The first post-Brexit Report on Jobs from the Recruitment and Employment Confederation (REC) sends out a stark message to contractors, who could once again find themselves spearheading the UK’s economic recovery.
“The UK jobs market suffered a dramatic freefall in July,” comments REC chief executive Kevin Green. “The sharp fall in placements suggests that businesses are highly cautious about committing to new hires. Economic turbulence following the vote to leave the EU is undoubtedly the cause.”
Flexible workforce expected to lead economic recovery
Continuing the pre-Brexit trend, contractor agency billings continued to rise in July, though at an eased pace. This did little to counteract the sharp drop-off in permanent billings, though the indications suggest that short-term contracts will be easier to come by in the uncertain economic climate.
“Contractors may feel a sense of déjà vu here,” notes ContractorCalculator CEO Dave Chaplin. “Though the UK isn’t in the dire straits it was in 2008/09, the early indications are that, once again, industry is depending on the flexible workforce to lead its recovery.”
Contractor pay rates also continued to climb, pointing towards a sustained upturn in fortunes which could be supplemented by the ongoing talent shortfall, as Green points out:
“The record-high employment rate and ongoing skills shortages have made it difficult for employers to find suitable candidates in the past, and this remains the case.”
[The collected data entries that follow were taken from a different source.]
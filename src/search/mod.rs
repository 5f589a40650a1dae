//! Symbol search: exact, fuzzy, semantic, and combined ranking

pub mod engine;

pub use engine::{MatchReason, SearchEngine, SearchMode, SearchQuery, SearchResult};
use std::env;
use std::path::{Path, PathBuf};

/// Environment variable that relocates the whole directory layout.
pub const ROOT_ENV_VAR: &str = "GRAINBENCH_ROOT";

/// Root used when `GRAINBENCH_ROOT` is unset, matching the competition container.
pub const DEFAULT_ROOT: &str = "/app";

/// Default directory layout for both stages.
///
/// Every path derived here can be overridden individually from the command line;
/// this only supplies the fallbacks.
#[derive(Debug, Clone, PartialEq, Eq)]
pub struct HarnessPaths {
    root: PathBuf,
}

impl HarnessPaths {
    pub fn new<P: AsRef<Path>>(root: P) -> Self {
        Self {
            root: root.as_ref().to_path_buf(),
        }
    }

    /// Resolves the layout from the environment.
    pub fn from_env() -> Self {
        Self::new(Self::get_default_root())
    }

    /// Returns the default root directory
    pub fn get_default_root() -> PathBuf {
        match env::var(ROOT_ENV_VAR) {
            Ok(path) if !path.is_empty() => PathBuf::from(path),
            _ => PathBuf::from(DEFAULT_ROOT),
        }
    }

    pub fn root(&self) -> &Path {
        &self.root
    }

    /// Directory holding `input_data.csv` and the `.npz` samples.
    pub fn input_data_dir(&self) -> PathBuf {
        self.root.join("input_data")
    }

    /// Directory both stages write their artifacts into.
    pub fn output_dir(&self) -> PathBuf {
        self.root.join("output")
    }

    /// Directory holding `reference_data.csv`.
    pub fn reference_dir(&self) -> PathBuf {
        self.root.join("input").join("ref")
    }

    /// Directory the scoring stage reads ingestion artifacts from.
    pub fn predictions_dir(&self) -> PathBuf {
        self.root.join("input").join("res")
    }
}

impl Default for HarnessPaths {
    fn default() -> Self {
        Self::from_env()
    }
}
‘Contractors need to seek out opportunities’
The only region not to record a rise in contractor agency billings was London, where the rate of decline was the most severe in seven years. Meanwhile, contractor availability also continued to fall in July, this time at the sharpest pace since February.
The latest contractor demand league table shows that individual contracting sectors experienced varying fortunes in July. Most notably, the finance sector slipped from seventh to eighth, mirroring the fall in contractor placements in the capital.
The construction sector also fell one place to fifth, although the latest Purchasing Managers’ Indexes (PMIs) suggest that production, and subsequent contractor demand, may pick up soon. Meanwhile, engineering and IT came in sixth and seventh respectively.
“Nothing can be said for certain, but if past experience is anything to go by, contractors are likely to experience heightened demand for their services,” Chaplin concludes. “Contractors need to seek out opportunities to help the UK bounce back as quickly as possible.”